Exercise goal -
In the material below, the lines from the one containing "statistics and summaries" through the one containing "pub enum OutputError" are to be given again exactly, ends included, and no others.

Records for this exercise -
______________________________
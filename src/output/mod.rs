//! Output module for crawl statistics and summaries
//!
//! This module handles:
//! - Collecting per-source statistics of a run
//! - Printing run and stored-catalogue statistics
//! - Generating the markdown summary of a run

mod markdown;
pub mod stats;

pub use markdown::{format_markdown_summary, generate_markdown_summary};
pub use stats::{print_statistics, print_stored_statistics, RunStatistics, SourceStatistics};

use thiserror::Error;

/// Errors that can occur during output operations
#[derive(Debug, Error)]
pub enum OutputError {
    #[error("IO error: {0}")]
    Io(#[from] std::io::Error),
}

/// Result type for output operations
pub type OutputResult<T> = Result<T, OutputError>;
______________________________
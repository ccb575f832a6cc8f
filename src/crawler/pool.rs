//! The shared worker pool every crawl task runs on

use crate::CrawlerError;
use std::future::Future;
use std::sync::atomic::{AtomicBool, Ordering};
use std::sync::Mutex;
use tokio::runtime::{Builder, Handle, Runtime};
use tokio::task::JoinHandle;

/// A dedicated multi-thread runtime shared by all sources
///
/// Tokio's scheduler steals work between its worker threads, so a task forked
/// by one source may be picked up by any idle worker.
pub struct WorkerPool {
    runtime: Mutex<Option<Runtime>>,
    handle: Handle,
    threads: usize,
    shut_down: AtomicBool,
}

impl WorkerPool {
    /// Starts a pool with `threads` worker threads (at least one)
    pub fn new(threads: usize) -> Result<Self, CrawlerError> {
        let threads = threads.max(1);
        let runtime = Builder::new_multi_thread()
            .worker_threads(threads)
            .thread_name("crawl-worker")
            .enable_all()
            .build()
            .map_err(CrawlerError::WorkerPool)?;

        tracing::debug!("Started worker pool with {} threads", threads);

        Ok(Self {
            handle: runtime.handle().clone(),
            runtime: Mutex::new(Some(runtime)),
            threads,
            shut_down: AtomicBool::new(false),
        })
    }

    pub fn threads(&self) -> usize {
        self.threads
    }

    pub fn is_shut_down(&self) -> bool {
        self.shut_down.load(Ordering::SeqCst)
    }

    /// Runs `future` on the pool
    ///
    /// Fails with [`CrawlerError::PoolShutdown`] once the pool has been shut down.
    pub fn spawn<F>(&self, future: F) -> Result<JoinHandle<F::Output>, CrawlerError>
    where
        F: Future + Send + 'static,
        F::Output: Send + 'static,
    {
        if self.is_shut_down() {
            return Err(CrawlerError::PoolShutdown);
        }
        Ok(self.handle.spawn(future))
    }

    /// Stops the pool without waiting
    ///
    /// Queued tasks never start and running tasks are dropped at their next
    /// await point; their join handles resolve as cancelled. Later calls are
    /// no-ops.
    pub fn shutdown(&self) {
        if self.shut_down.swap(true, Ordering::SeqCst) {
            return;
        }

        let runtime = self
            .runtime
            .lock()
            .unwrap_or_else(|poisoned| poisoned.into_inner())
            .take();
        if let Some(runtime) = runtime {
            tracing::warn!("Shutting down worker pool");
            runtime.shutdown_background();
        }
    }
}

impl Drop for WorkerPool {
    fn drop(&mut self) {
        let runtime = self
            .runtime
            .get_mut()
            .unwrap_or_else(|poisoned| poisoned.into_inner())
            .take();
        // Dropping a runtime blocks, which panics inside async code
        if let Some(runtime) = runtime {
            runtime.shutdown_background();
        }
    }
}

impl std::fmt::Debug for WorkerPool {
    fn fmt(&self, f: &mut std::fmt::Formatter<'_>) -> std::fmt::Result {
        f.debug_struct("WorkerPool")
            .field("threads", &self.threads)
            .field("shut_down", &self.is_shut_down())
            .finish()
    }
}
______________________________
Solution to this exercise -
//! Output module for crawl statistics and summaries
//!
//! This module handles:
//! - Collecting per-source statistics of a run
//! - Printing run and stored-catalogue statistics
//! - Generating the markdown summary of a run

mod markdown;
pub mod stats;

pub use markdown::{format_markdown_summary, generate_markdown_summary};
pub use stats::{print_statistics, print_stored_statistics, RunStatistics, SourceStatistics};

use thiserror::Error;

/// Errors that can occur during output operations
#[derive(Debug, Error)]
pub enum OutputError {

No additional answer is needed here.